Select the instance you created earlier and the volume you just now created, then click Attach.

select instance and volume, then click attach

After clicking attach, a message will pop up telling you the device name given to the volume you just attached, as well as the location you can access the volume in the instance’s filesystem.

Volume Attachment and Mount info message

Don’t worry, this information will also be available on the Instance Details page. Click ‘Go to my instance’ to pull up that page now and look for the Volumes card to see the mount point.

Accessing the Volume

Access Volume From Web Shell

First, open the Web Shell. If you are not sure how to do this, review Accessing Your Instance.

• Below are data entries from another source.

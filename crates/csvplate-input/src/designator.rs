//! Classification of source strings.

use std::fmt;
use std::io;
use std::path::PathBuf;

use crate::InputError;

/// The string that names stdin (for sources) or stdout (for outputs).
pub const STDIO_SENTINEL: &str = "-";

/// Where a piece of content comes from.
///
/// The `--csv` and `--template` values share one string for "path" and
/// "inline content". [`Designator::classify`] settles which one it is
/// up front, so the rest of the pipeline never has to guess.
#[derive(Debug, Clone, PartialEq, Eq)]
pub enum Designator {
    /// Read everything from standard input.
    Stdin,
    /// Read the file at this path.
    Path(PathBuf),
    /// The string itself is the content.
    Literal(String),
}

impl Designator {
    /// Classify a raw command line value.
    ///
    /// - empty or `-` → [`Designator::Stdin`]
    /// - an existing filesystem entry → [`Designator::Path`]
    /// - nothing at that path → [`Designator::Literal`]
    ///
    /// Any other probe failure (permission denied on a parent directory,
    /// I/O error) is reported as [`InputError::SourceUnavailable`].
    pub fn classify(raw: &str) -> Result<Self, InputError> {
        if raw.is_empty() || raw == STDIO_SENTINEL {
            return Ok(Self::Stdin);
        }
        match std::fs::metadata(raw) {
            Ok(_) => Ok(Self::Path(PathBuf::from(raw))),
            Err(err) if is_missing(&err) => {
                tracing::debug!(value = raw, "no such file, using value as literal content");
                Ok(Self::Literal(raw.to_string()))
            }
            Err(err) => Err(InputError::unavailable(raw, err)),
        }
    }

    /// Returns true if this designator reads from stdin.
    pub fn is_stdin(&self) -> bool {
        matches!(self, Self::Stdin)
    }
}

impl fmt::Display for Designator {
    fn fmt(&self, f: &mut fmt::Formatter<'_>) -> fmt::Result {
        match self {
            Self::Stdin => write!(f, "stdin"),
            Self::Path(path) => write!(f, "{}", path.display()),
            Self::Literal(_) => write!(f, "literal content"),
        }
    }
}

// A value containing characters the OS rejects in paths (e.g. an
// interior NUL, or a name too long for the filesystem) can never be an
// existing file, so it is literal content as well.
fn is_missing(err: &io::Error) -> bool {
    matches!(
        err.kind(),
        io::ErrorKind::NotFound | io::ErrorKind::InvalidInput | io::ErrorKind::InvalidFilename
    )
}
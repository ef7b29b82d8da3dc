//! Loading CSV text into ordered records.

use std::borrow::Cow;

use indexmap::IndexMap;
use serde::Serialize;

use crate::quoting::validate_quotes;
use crate::InputError;

/// Default name of the synthetic row counter field.
pub const DEFAULT_COUNTER: &str = "_index_";

/// How CSV text is turned into records.
#[derive(Debug, Clone, PartialEq, Eq)]
pub struct TableOptions {
    /// Field separator.
    pub separator: char,
    /// Whether the first row holds the field names.
    pub has_header: bool,
    /// Name of the field that receives the 1-based row number.
    pub counter: String,
}

impl Default for TableOptions {
    fn default() -> Self {
        Self {
            separator: ',',
            has_header: true,
            counter: DEFAULT_COUNTER.to_string(),
        }
    }
}

/// One CSV row as an ordered field name → value mapping.
///
/// Keys are the header names in column order, followed by the counter
/// field. Values are always strings.
#[derive(Debug, Clone, Default, PartialEq, Eq, Serialize)]
#[serde(transparent)]
pub struct Record {
    fields: IndexMap<String, String>,
}

impl Record {
    /// Returns the value of a field.
    pub fn get(&self, name: &str) -> Option<&str> {
        self.fields.get(name).map(String::as_str)
    }

    /// Iterates over field names in insertion order.
    pub fn keys(&self) -> impl Iterator<Item = &str> {
        self.fields.keys().map(String::as_str)
    }

    pub fn len(&self) -> usize {
        self.fields.len()
    }

    pub fn is_empty(&self) -> bool {
        self.fields.is_empty()
    }

    fn set(&mut self, name: &str, value: impl Into<String>) {
        self.fields.insert(name.to_string(), value.into());
    }
}

/// The result of one load: the header and the ordered records.
#[derive(Debug, Clone, Default, PartialEq, Eq, Serialize)]
pub struct Table {
    headers: Vec<String>,
    #[serde(rename = "rows")]
    records: Vec<Record>,
}

impl Table {
    pub fn headers(&self) -> &[String] {
        &self.headers
    }

    pub fn records(&self) -> &[Record] {
        &self.records
    }

    pub fn len(&self) -> usize {
        self.records.len()
    }

    pub fn is_empty(&self) -> bool {
        self.records.is_empty()
    }
}

/// Parses CSV text into a [`Table`].
///
/// The whole text is read in one batch. Column count mismatches are never
/// an error: short rows are padded with empty strings and extra trailing
/// values are dropped. Rows without any column are skipped and do not
/// consume a counter value.
///
/// If the counter name equals a header name, the counter overwrites that
/// column in every record.
///
/// # Errors
///
/// - [`InputError::MalformedInput`] for broken quoting
/// - [`InputError::Csv`] if the reader rejects the text
/// - [`InputError::EmptySource`] if there is not a single row
pub fn load_table(text: &str, options: &TableOptions) -> Result<Table, InputError> {
    validate_quotes(text, options.separator)?;
    let (text, delimiter) = byte_delimited(text, options.separator)?;
    let restore = |value: &str| -> String {
        if options.separator.is_ascii() {
            value.to_string()
        } else {
            value.replace(char::from(delimiter), options.separator.encode_utf8(&mut [0; 4]))
        }
    };

    let mut reader = csv::ReaderBuilder::new()
        .has_headers(false)
        .flexible(true)
        .delimiter(delimiter)
        .from_reader(text.as_bytes());

    let rows = reader
        .records()
        .collect::<Result<Vec<csv::StringRecord>, csv::Error>>()?;

    let Some(first) = rows.first() else {
        return Err(InputError::EmptySource);
    };

    let (headers, data) = if options.has_header {
        let headers = first.iter().map(restore).collect::<Vec<_>>();
        (headers, &rows[1..])
    } else {
        let headers = (1..=first.len()).map(|i| format!("C{}", i)).collect();
        (headers, &rows[..])
    };

    let mut records = Vec::with_capacity(data.len());
    let mut skipped = 0usize;
    for row in data {
        if row.is_empty() {
            skipped += 1;
            continue;
        }
        let mut record = Record::default();
        for (i, name) in headers.iter().enumerate() {
            record.set(name, restore(row.get(i).unwrap_or("")));
        }
        record.set(&options.counter, (records.len() + 1).to_string());
        records.push(record);
    }

    tracing::debug!(
        columns = headers.len(),
        records = records.len(),
        skipped,
        has_header = options.has_header,
        "loaded csv"
    );

    Ok(Table { headers, records })
}

/// Returns text the byte-oriented CSV reader can split, plus the byte to
/// split on.
///
/// A non-ASCII separator is swapped for an ASCII byte that does not occur
/// anywhere in `text`, so every occurrence of that byte in the parsed
/// fields stands for the separator.
fn byte_delimited(text: &str, separator: char) -> Result<(Cow<'_, str>, u8), InputError> {
    if separator.is_ascii() {
        return Ok((Cow::Borrowed(text), separator as u8));
    }
    let stand_in = (0x01u8..0x80)
        .filter(|b| !matches!(b, b'"' | b'\r' | b'\n'))
        .find(|b| !text.as_bytes().contains(b))
        .ok_or(InputError::SeparatorUnavailable(separator))?;
    tracing::trace!(%separator, stand_in, "substituting separator");
    let replaced = text.replace(separator, char::from(stand_in).encode_utf8(&mut [0; 4]));
    Ok((Cow::Owned(replaced), stand_in))
}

Once the web shell is open, simply change directory to the location of the mount point. In our example, this looks like the following, but you will have to alter this to the name of the volume you created.

Note: The most sure-fire way is to copy/paste into the Web Shell is to use the menu overlay (ctrl+alt+shift / ctrl+command+shift). After copying something from this guide, paste it in the Clipboard section of the Web Shell menu overlay. Then close the overlay and paste it into the terminal. Depending on your browser, there may be shortcuts to paste such as right click or middle mouse, but this is not as reliable.

cd /media/volume/my-very-important-data

That’s all there is to it!

If you are comfortable with using the command line, or are interested in learning some basics, continue with the next section. Otherwise, you can skip to Access Volume From Web Desktop.

Create A File in Web Shell

For demonstration purposes, let’s create some data in this volume.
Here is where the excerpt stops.